Doch zum Glück hat Juniper Anwälte an ihrer Seite, die felsenfest von ihrer Unschuld überzeugt sind. In deren Rolle sollen wir den wahren Täter überführen. Neben Apollo Justice, der wieder als spielbarer Charakter zur Verfügung steht, gehört dazu ganz überraschend auch Phoenix Wright. Der Hauptcharakter der ersten drei Phoenix Wright: Ace Attorney-Titel hat seine Anwaltszulassung also zurück. Komplettiert wird die Verteidigung durch das neueste Mitglied Athena Cykes, einer ungestüme Junganwältin, die einige Zeit in Europa gelebt hat und deshalb immer mal wieder deutsche, spanische oder französische Wörter einbaut. Spezialisiert hat sich die neue Assistentin, übrigens eine Jugendfreundin von Juniper ist, auf Analytische Psychologie.

Wie nützlich, denn vielen Zeugen muss bei der Wahrheitsfindung wieder auf die Sprünge geholfen werden.
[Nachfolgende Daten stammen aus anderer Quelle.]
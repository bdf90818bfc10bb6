//! The optics engine.
//!
//! [`Optics`] owns one assembled stack and computes the requested quantities in
//! dependency order: system composition, field intensity, absorption,
//! collection, then quantum efficiency and generation. Requesting a later stage
//! runs the missing earlier ones first.

use log::{debug, info};
use ndarray::{Array1, Array2};
use rayon::prelude::*;
use std::time::Instant;

use crate::absorption::{self, layerwise, total_integral};
use crate::diffuse::{self, DiffuseLight};
use crate::ellipsometry;
use crate::errors::Result;
use crate::helpers::{spectral_mean, trapz};
use crate::interface;
use crate::lambert_beer;
use crate::reference::{chi_square, References};
use crate::result::OpticsResult;
use crate::scalars::LayerScalars;
use crate::settings::{Calculations, Settings};
use crate::spectrum::Spectrum;
use crate::stack::EffectiveStack;
use crate::system;

/// Computation stages with data dependencies, in order.
#[derive(Debug, Clone, Copy, PartialEq, Eq, PartialOrd, Ord)]
pub enum Stage {
    Idle,
    Composed,
    Field,
    Absorbed,
    Collected,
}

/// Optics engine for one simulation invocation.
///
/// **Context**: Later quantities depend on earlier ones. Field intensity needs the
/// composed partials, absorption needs the field, and so on down the chain, while
/// callers often ask for a single late quantity only.
///
/// **How it Works**: Each `calc_*` method records the [`Stage`] it completes and
/// first runs whatever earlier stages are missing. Results accumulate in
/// [`OpticsResult`], which [`Optics::into_result`] hands back.
#[derive(Debug, Clone)]
pub struct Optics {
    pub stack: EffectiveStack,
    pub settings: Settings,
    pub spectrum: Spectrum,
    pub references: References,
    pub result: OpticsResult,
    diffuse: Option<DiffuseLight>,
    stage: Stage,
}

impl Optics {
    pub fn new(stack: EffectiveStack, settings: &Settings, spectrum: Spectrum, references: References) -> Self {
        let result = OpticsResult::new_empty(&stack);
        Self {
            stack,
            settings: settings.clone(),
            spectrum,
            references,
            result,
            diffuse: None,
            stage: Stage::Idle,
        }
    }

    pub fn stage(&self) -> Stage {
        self.stage
    }

    /// Runs the missing stages up to `stage`.
    fn ensure(&mut self, stage: Stage) -> Result<()> {
        while self.stage < stage {
            match self.stage {
                Stage::Idle => self.calc_stack()?,
                Stage::Composed => self.calc_field_intensity()?,
                Stage::Field => self.calc_absorption()?,
                Stage::Absorbed => self.calc_collection()?,
                Stage::Collected => break,
            }
        }
        Ok(())
    }

    /// Runs every requested calculation, always including the stack spectra.
    pub fn run(&mut self, calculations: &Calculations) -> Result<()> {
        let start = Instant::now();
        self.calc_stack()?;
        if calculations.field {
            self.calc_field_intensity()?;
        }
        if calculations.absorption {
            self.calc_absorption()?;
        }
        if calculations.collection {
            self.calc_collection()?;
        }
        if calculations.quantum_efficiency {
            self.calc_qe()?;
        }
        if calculations.generation {
            self.calc_generation()?;
        }
        if calculations.ellipsometry {
            self.calc_ellipsometry();
        }
        if calculations.lambert_beer {
            self.calc_lambert_beer()?;
        }
        self.result.scalars.calc_time = start.elapsed().as_secs_f64();
        info!("optics finished in {:.3} s", self.result.scalars.calc_time);
        Ok(())
    }

    /// Interfaces, system matrix, diffuse light and the R/T/A spectra.
    pub fn calc_stack(&mut self) -> Result<()> {
        info!("calculating stack optics...");
        let pol = self.settings.polarization;
        let set = interface::build(&self.stack, pol, self.settings.roughness.fresnel_model);
        let composition = system::compose(&self.stack, &set)?;

        self.stack.top_interface = set.top;
        let parts = self
            .stack
            .layers
            .iter_mut()
            .zip(set.below)
            .zip(composition.psi.into_iter().zip(composition.pso));
        for ((layer, interface), (psi, pso)) in parts {
            layer.interface = interface;
            layer.psi = psi;
            layer.pso = pso;
        }

        let spectra = &mut self.result.spectra;
        spectra.reflection_specular = composition.reflection.clone();
        spectra.transmission_specular = composition.transmission.clone();
        spectra.reflection = composition.reflection;
        spectra.transmission = composition.transmission;
        spectra.absorption = composition.absorption;

        self.diffuse = None;
        if self.stack.haze_on {
            let light = diffuse::raytrace(&self.stack, pol, &self.settings.diffuse);
            spectra.reflection = &spectra.reflection + &light.reflection;
            spectra.transmission = &spectra.transmission + &light.transmission;
            spectra.absorption = (&spectra.reflection + &spectra.transmission).mapv(|v| 1.0 - v);
            spectra.reflection_diffuse = Some(light.reflection.clone());
            spectra.transmission_diffuse = Some(light.transmission.clone());
            self.result.diffuse_iterations = Some(light.iterations);
            self.diffuse = Some(light);
        } else {
            spectra.reflection_diffuse = None;
            spectra.transmission_diffuse = None;
            self.result.diffuse_iterations = None;
        }

        let wavelength = &self.stack.wavelength;
        let current = &self.spectrum.photon_current;
        let integrate = |y: &Array1<f64>| trapz((y * current).view(), wavelength.view());
        let spectra = &self.result.spectra;
        let scalars = &mut self.result.scalars;
        scalars.absorbance = spectral_mean(&spectra.absorption, wavelength) * 100.0;
        scalars.reflectance = spectral_mean(&spectra.reflection, wavelength) * 100.0;
        scalars.transmittance = spectral_mean(&spectra.transmission, wavelength) * 100.0;
        scalars.absorbance_current = integrate(&spectra.absorption);
        scalars.reflectance_current = integrate(&spectra.reflection);
        scalars.transmittance_current = integrate(&spectra.transmission);
        scalars.reflectance_diffuse = spectra
            .reflection_diffuse
            .as_ref()
            .map(|r| spectral_mean(r, wavelength) * 100.0);
        scalars.transmittance_diffuse = spectra
            .transmission_diffuse
            .as_ref()
            .map(|t| spectral_mean(t, wavelength) * 100.0);
        scalars.illumination = self.spectrum.illumination;
        scalars.jmax = self.spectrum.jmax;
        scalars.chi_square.reflection = self
            .references
            .reflection
            .as_ref()
            .map(|r| chi_square(&spectra.reflection, r));
        scalars.chi_square.transmission = self
            .references
            .transmission
            .as_ref()
            .map(|t| chi_square(&spectra.transmission, t));

        info!(
            "A {:.4} %, R {:.4} %, T {:.4} %",
            scalars.absorbance, scalars.reflectance, scalars.transmittance
        );
        self.stage = Stage::Composed;
        Ok(())
    }

    /// Local intensity |E|² in every layer, with diffuse light when haze is on.
    pub fn calc_field_intensity(&mut self) -> Result<()> {
        self.ensure(Stage::Composed)?;
        info!("calculating local field intensity...");
        let diffuse = self.diffuse.as_ref();
        // layers are independent of each other
        self.stack
            .layers
            .par_iter()
            .zip(self.result.layers.par_iter_mut())
            .enumerate()
            .for_each(|(k, (layer, result))| {
                result.specular = absorption::field_intensity(layer);
                result.diffuse = match diffuse {
                    Some(light) => light.intensity(k),
                    None => Array2::zeros(result.specular.raw_dim()),
                };
                result.intensity = &result.specular + &result.diffuse;
            });
        self.stage = Stage::Field;
        Ok(())
    }

    /// Absorbed intensity per layer and its share per user layer.
    pub fn calc_absorption(&mut self) -> Result<()> {
        self.ensure(Stage::Field)?;
        info!("calculating layerwise absorption...");
        for (layer, result) in self.stack.layers.iter().zip(&mut self.result.layers) {
            result.absorbed = absorption::absorbed(layer, &result.intensity);
            result.absorption = absorption::over_depth(&result.absorbed, layer);
        }

        let curves: Vec<Array1<f64>> = self.result.layers.iter().map(|l| l.absorption.clone()).collect();
        let shares = self.shares(&curves);
        self.result.layer_absorption = shares.iter().map(|s| (s.name.clone(), s.curve.clone())).collect();
        self.result.layer_scalars = shares
            .into_iter()
            .map(|s| LayerScalars {
                name: s.name,
                absorption: s.percent,
                absorption_current: s.current,
                collection: None,
                collection_current: None,
            })
            .collect();
        for scalars in &self.result.layer_scalars {
            debug!("{scalars}");
        }
        self.stage = Stage::Absorbed;
        Ok(())
    }

    /// Collected intensity per layer and its share per user layer.
    pub fn calc_collection(&mut self) -> Result<()> {
        self.ensure(Stage::Absorbed)?;
        info!("calculating layerwise collection...");
        for (layer, result) in self.stack.layers.iter().zip(&mut self.result.layers) {
            result.collected = absorption::collected(layer, &result.absorbed);
            result.collection = absorption::over_depth(&result.collected, layer);
        }

        let curves: Vec<Array1<f64>> = self.result.layers.iter().map(|l| l.collection.clone()).collect();
        let shares = self.shares(&curves);
        self.result.layer_collection = shares.iter().map(|s| (s.name.clone(), s.curve.clone())).collect();
        for (scalars, share) in self.result.layer_scalars.iter_mut().zip(shares) {
            scalars.collection = Some(share.percent);
            scalars.collection_current = Some(share.current);
        }
        self.stage = Stage::Collected;
        Ok(())
    }

    /// Layerwise shares normalised by the total absorption integral.
    fn shares(&self, curves: &[Array1<f64>]) -> Vec<absorption::LayerShare> {
        let wavelength = &self.stack.wavelength;
        let absorption: Vec<Array1<f64>> = self.result.layers.iter().map(|l| l.absorption.clone()).collect();
        layerwise(
            &self.stack.groups(),
            curves,
            total_integral(&absorption, wavelength),
            self.result.scalars.absorbance / 100.0,
            wavelength,
            &self.spectrum.photon_current,
        )
    }

    /// External and internal quantum efficiency.
    pub fn calc_qe(&mut self) -> Result<()> {
        self.ensure(Stage::Collected)?;
        info!("calculating quantum efficiency...");
        let wavelength = &self.stack.wavelength;
        let eqe = self
            .result
            .layers
            .iter()
            .fold(Array1::zeros(wavelength.len()), |acc, l| acc + l.collection.mapv(f64::abs));
        let iqe = &eqe / &self.result.spectra.absorption.mapv(f64::abs);
        let scalars = &mut self.result.scalars;
        scalars.eqe_current = Some(trapz((&eqe * &self.spectrum.photon_current).view(), wavelength.view()));
        scalars.chi_square.eqe = self.references.eqe.as_ref().map(|r| chi_square(&eqe, r));
        self.result.spectra.eqe = Some(eqe);
        self.result.spectra.iqe = Some(iqe);
        Ok(())
    }

    /// Generation rates over depth and the collected photocurrent.
    pub fn calc_generation(&mut self) -> Result<()> {
        self.ensure(Stage::Collected)?;
        info!("calculating generation profile...");
        let wavelength = &self.stack.wavelength;
        let irradiance = &self.spectrum.irradiance;
        for result in &mut self.result.layers {
            result.generation = absorption::generation(&result.absorbed, irradiance, wavelength);
            result.generation_profile = absorption::generation_profile(&result.generation, wavelength);
            result.collected_generation = absorption::generation(&result.collected, irradiance, wavelength);
            result.collected_generation_profile =
                absorption::generation_profile(&result.collected_generation, wavelength);
        }
        let profile = self.result.stack_profile(|l| &l.collected_generation_profile);
        let current = absorption::generated_current(&profile, &self.result.depth);
        info!("generated current {current:.4} mA/cm²");
        self.result.scalars.generated_current = Some(current);
        Ok(())
    }

    /// Ψ and Δ for both polarizations. The stored interfaces are left as they are.
    pub fn calc_ellipsometry(&mut self) {
        let angles = ellipsometry::ellipsometry(&self.stack, self.settings.roughness.fresnel_model);
        let chi = &mut self.result.scalars.chi_square;
        chi.psi = self.references.psi.as_ref().map(|r| chi_square(&angles.psi, r));
        chi.delta = self.references.delta.as_ref().map(|r| chi_square(&angles.delta, r));
        self.result.ellipsometry = Some(angles);
    }

    /// Single-pass variant, reflection-corrected when configured.
    pub fn calc_lambert_beer(&mut self) -> Result<()> {
        let reflection = if self.settings.lambert_beer.reflection_correction {
            match &self.references.reflection {
                Some(r) => Some(r.clone()),
                None => {
                    self.ensure(Stage::Composed)?;
                    Some(self.result.spectra.reflection.clone())
                }
            }
        } else {
            None
        };
        let lb = lambert_beer::lambert_beer(&self.stack, &self.spectrum, reflection.as_ref());
        self.result.scalars.absorbance_lambert_beer = Some(lb.absorbance);
        self.result.scalars.absorbance_lambert_beer_current = Some(lb.absorbance_current);
        self.result.lambert_beer = Some(lb);
        Ok(())
    }

    pub fn into_result(self) -> OpticsResult {
        self.result
    }
}
//! Mixed coherent/incoherent system matrix.
//!
//! Maximal runs of thin layers are multiplied coherently and folded into an
//! intensity matrix; thick layers contribute their intensity matrices directly.
//! Partial products above and below every layer are kept for reconstructing
//! the field inside it.

use itertools::Itertools;
use nalgebra::{Complex, Matrix2};
use ndarray::Array1;

use crate::config::DIVISION_EPSILON;
use crate::errors::{Result, StackError};
use crate::interface::InterfaceSet;
use crate::stack::EffectiveStack;

type M = Matrix2<Complex<f64>>;

#[cfg(test)]
mod tests {
    use super::*;

    fn c(re: f64) -> Complex<f64> {
        Complex::new(re, 0.0)
    }

    #[test]
    fn fold_of_identity_is_identity() {
        assert!((fold(&M::identity()) - M::identity()).norm() < 1e-15);
    }

    #[test]
    fn fold_keeps_intensity_ratios() {
        let coh = M::new(c(2.0), Complex::new(0.0, 1.0), c(0.5), c(1.0));
        let inc = fold(&coh);
        assert!((inc[(0, 0)].re - 4.0).abs() < 1e-15);
        assert!((inc[(0, 1)].re + 1.0).abs() < 1e-15);
        assert!((inc[(1, 0)].re - 0.25).abs() < 1e-15);
        // |det|² = |2 - 0.5i|² = 4.25
        assert!((inc[(1, 1)].re - (4.25 - 0.25) / 4.0).abs() < 1e-15);
    }

    #[test]
    fn scalars_from_system() {
        let s = M::new(c(2.0), c(0.0), c(0.5), c(1.0));
        let (r, t) = reflect_transmit(&s, 500.0).unwrap();
        assert!((r - 0.25).abs() < 1e-15);
        assert!((t - 0.5).abs() < 1e-15);
    }

    #[test]
    fn singular_system_is_numeric_failure() {
        let s = M::new(c(0.0), c(0.0), c(1.0), c(1.0));
        assert!(matches!(
            reflect_transmit(&s, 500.0),
            Err(StackError::Numeric { .. })
        ));
        let s = M::new(c(f64::INFINITY), c(0.0), c(1.0), c(1.0));
        assert!(reflect_transmit(&s, 500.0).is_err());
    }
}

/// Coherent layer runs and incoherent layers in stack order.
#[derive(Debug, Clone, Copy, PartialEq, Eq)]
pub enum Segment {
    /// Thin layers `start..end`.
    Thin(usize, usize),
    Thick(usize),
}

/// Splits the stack into maximal runs of thin layers and single thick layers.
pub fn segments(stack: &EffectiveStack) -> Vec<Segment> {
    let layers = &stack.layers;
    let mut segs = Vec::new();
    let chunks = (0..layers.len()).chunk_by(|&i| layers[i].thick);
    for (thick, group) in &chunks {
        let members: Vec<usize> = group.collect();
        if thick {
            segs.extend(members.into_iter().map(Segment::Thick));
        } else if let (Some(&start), Some(&last)) = (members.first(), members.last()) {
            segs.push(Segment::Thin(start, last + 1));
        }
    }
    segs
}

/// Intensity-matrix equivalent of a coherent matrix.
pub fn fold(s: &M) -> M {
    let s00 = s[(0, 0)].norm_sqr();
    let s01 = s[(0, 1)].norm_sqr();
    let s10 = s[(1, 0)].norm_sqr();
    let det = s.determinant().norm_sqr();
    let cross = (s[(0, 1)] * s[(1, 0)]).norm_sqr();
    Matrix2::new(s00, -s01, s10, (det - cross) / s00).map(|v| Complex::new(v, 0.0))
}

/// Element-wise square root, mapping intensity factors to field magnitudes.
fn sqrt(m: &M) -> M {
    m.map(|z| z.sqrt())
}

/// R = |S10/S00| and T = |1/S00|, refusing singular or overflowed systems.
pub fn reflect_transmit(s: &M, wavelength: f64) -> Result<(f64, f64)> {
    let s00 = s[(0, 0)];
    if !s00.is_finite() || s00.norm() < DIVISION_EPSILON {
        return Err(StackError::Numeric {
            wavelength,
            reason: format!("system matrix element S00 = {s00} cannot be inverted"),
        });
    }
    Ok(((s[(1, 0)] / s00).norm(), (1.0 / s00).norm()))
}

/// Fully coherent system matrix of all layers at wavelength index `w`.
pub fn field_system(stack: &EffectiveStack, interfaces: &InterfaceSet, w: usize) -> M {
    stack
        .layers
        .iter()
        .zip(&interfaces.below)
        .fold(interfaces.top.coherent[w], |acc, (layer, below)| {
            acc * layer.layer_matrix[w] * below.coherent[w]
        })
}

/// Composed system of a stack for every wavelength.
#[derive(Debug, Clone)]
pub struct Composition {
    /// Mixed system matrix (intensity form).
    pub system: Vec<M>,
    /// Fully coherent field matrix.
    pub field_system: Vec<M>,
    /// Partial matrix above each layer, `[layer][wavelength]`.
    pub psi: Vec<Vec<M>>,
    /// Partial matrix below each layer, `[layer][wavelength]`.
    pub pso: Vec<Vec<M>>,
    pub reflection: Array1<f64>,
    pub transmission: Array1<f64>,
    pub absorption: Array1<f64>,
}

enum Element {
    Block(M),
    Layer(usize),
}

/// Composes the mixed coherent/incoherent system matrix of a stack.
///
/// **Context**: Layers much thicker than the coherence length of the light lose
/// their phase information, so a stack cannot be multiplied coherently end to end.
/// Field reconstruction inside any layer also needs everything above and below it.
///
/// **How it Works**: For every wavelength, each thin run is multiplied as field
/// matrices and folded into intensity form. The folded blocks and the intensity
/// matrices of thick layers and their interfaces form one element chain, whose
/// prefix and suffix products give the partials of the thick layers. Thin layers
/// keep their partials within the run; a run bordering a thick layer is extended
/// by the element-wise square root of that neighbour's intensity partial. R, T
/// and A follow from the full product.
pub fn compose(stack: &EffectiveStack, interfaces: &InterfaceSet) -> Result<Composition> {
    let count = stack.layers.len();
    let wavelengths = stack.wavelength.len();
    let segs = segments(stack);

    let mut composition = Composition {
        system: Vec::with_capacity(wavelengths),
        field_system: Vec::with_capacity(wavelengths),
        psi: vec![vec![M::zeros(); wavelengths]; count],
        pso: vec![vec![M::zeros(); wavelengths]; count],
        reflection: Array1::zeros(wavelengths),
        transmission: Array1::zeros(wavelengths),
        absorption: Array1::zeros(wavelengths),
    };

    for w in 0..wavelengths {
        let layer = |i: usize| &stack.layers[i];
        let below = |i: usize| interfaces.below[i].coherent[w];
        let mut psi_local = vec![M::zeros(); count];
        let mut pso_local = vec![M::zeros(); count];
        let mut elements = Vec::with_capacity(2 * segs.len() + 1);

        if let Some(Segment::Thick(_)) = segs.first() {
            elements.push(Element::Block(interfaces.top.incoherent[w]));
        }
        for (si, seg) in segs.iter().enumerate() {
            match *seg {
                Segment::Thin(start, end) => {
                    let mut acc = match start {
                        0 => interfaces.top.coherent[w],
                        _ => below(start - 1),
                    };
                    for l in start..end {
                        psi_local[l] = acc;
                        acc = acc * layer(l).layer_matrix[w] * below(l);
                    }
                    let mut suffix = below(end - 1);
                    pso_local[end - 1] = suffix;
                    for l in (start..end - 1).rev() {
                        suffix = below(l) * layer(l + 1).layer_matrix[w] * suffix;
                        pso_local[l] = suffix;
                    }
                    elements.push(Element::Block(fold(&acc)));
                }
                Segment::Thick(t) => {
                    elements.push(Element::Layer(t));
                    if !matches!(segs.get(si + 1), Some(Segment::Thin(..))) {
                        elements.push(Element::Block(interfaces.below[t].incoherent[w]));
                    }
                }
            }
        }

        let matrix = |e: &Element| match *e {
            Element::Block(m) => m,
            Element::Layer(t) => layer(t).layer_matrix_inc[w],
        };
        // prefix[p] = product of elements[..p], suffix[p] = product of elements[p..]
        let mut prefix = Vec::with_capacity(elements.len() + 1);
        prefix.push(M::identity());
        for e in &elements {
            let last = prefix[prefix.len() - 1];
            prefix.push(last * matrix(e));
        }
        let mut suffix = vec![M::identity(); elements.len() + 1];
        for p in (0..elements.len()).rev() {
            suffix[p] = matrix(&elements[p]) * suffix[p + 1];
        }
        let system = prefix[elements.len()];

        for (p, e) in elements.iter().enumerate() {
            if let Element::Layer(t) = *e {
                composition.psi[t][w] = prefix[p];
                composition.pso[t][w] = suffix[p + 1];
            }
        }

        // thin layers see adjacent thick layers through intensity magnitudes
        for seg in &segs {
            let Segment::Thin(start, end) = *seg else {
                continue;
            };
            let above = (start > 0 && layer(start - 1).thick).then(|| {
                let t = start - 1;
                sqrt(&(composition.psi[t][w] * layer(t).layer_matrix_inc[w]))
            });
            let beneath = (end < count && layer(end).thick).then(|| {
                sqrt(&layer(end).layer_matrix_inc[w]) * sqrt(&composition.pso[end][w])
            });
            for l in start..end {
                composition.psi[l][w] = match above {
                    Some(m) => m * psi_local[l],
                    None => psi_local[l],
                };
                composition.pso[l][w] = match beneath {
                    Some(m) => pso_local[l] * m,
                    None => pso_local[l],
                };
            }
        }

        let (r, t) = reflect_transmit(&system, stack.wavelength[w])?;
        composition.reflection[w] = r;
        composition.transmission[w] = t;
        composition.absorption[w] = 1.0 - r - t;
        composition.system.push(system);
        composition.field_system.push(field_system(stack, interfaces, w));
    }

    Ok(composition)
}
Mit Hilfe ihrer intelligenten Kette offenbart Athena die Gefühle der Befragten hinter bestimmten Aussagen und erstellt eine Emotionsmatrix. Haken wir dann genauer nach, wenn sich Unstimmigkeiten in der Gefühlslage zeigen, werden Berichte ausgebessert und neue Informationen erschlossen. Natürlich lässt sich, wie schon bei den vorherigen besonderen Fähigkeiten der Charaktere, dieses nützliche Feature nur dann einsetzen, wenn das Spiel es vorsieht.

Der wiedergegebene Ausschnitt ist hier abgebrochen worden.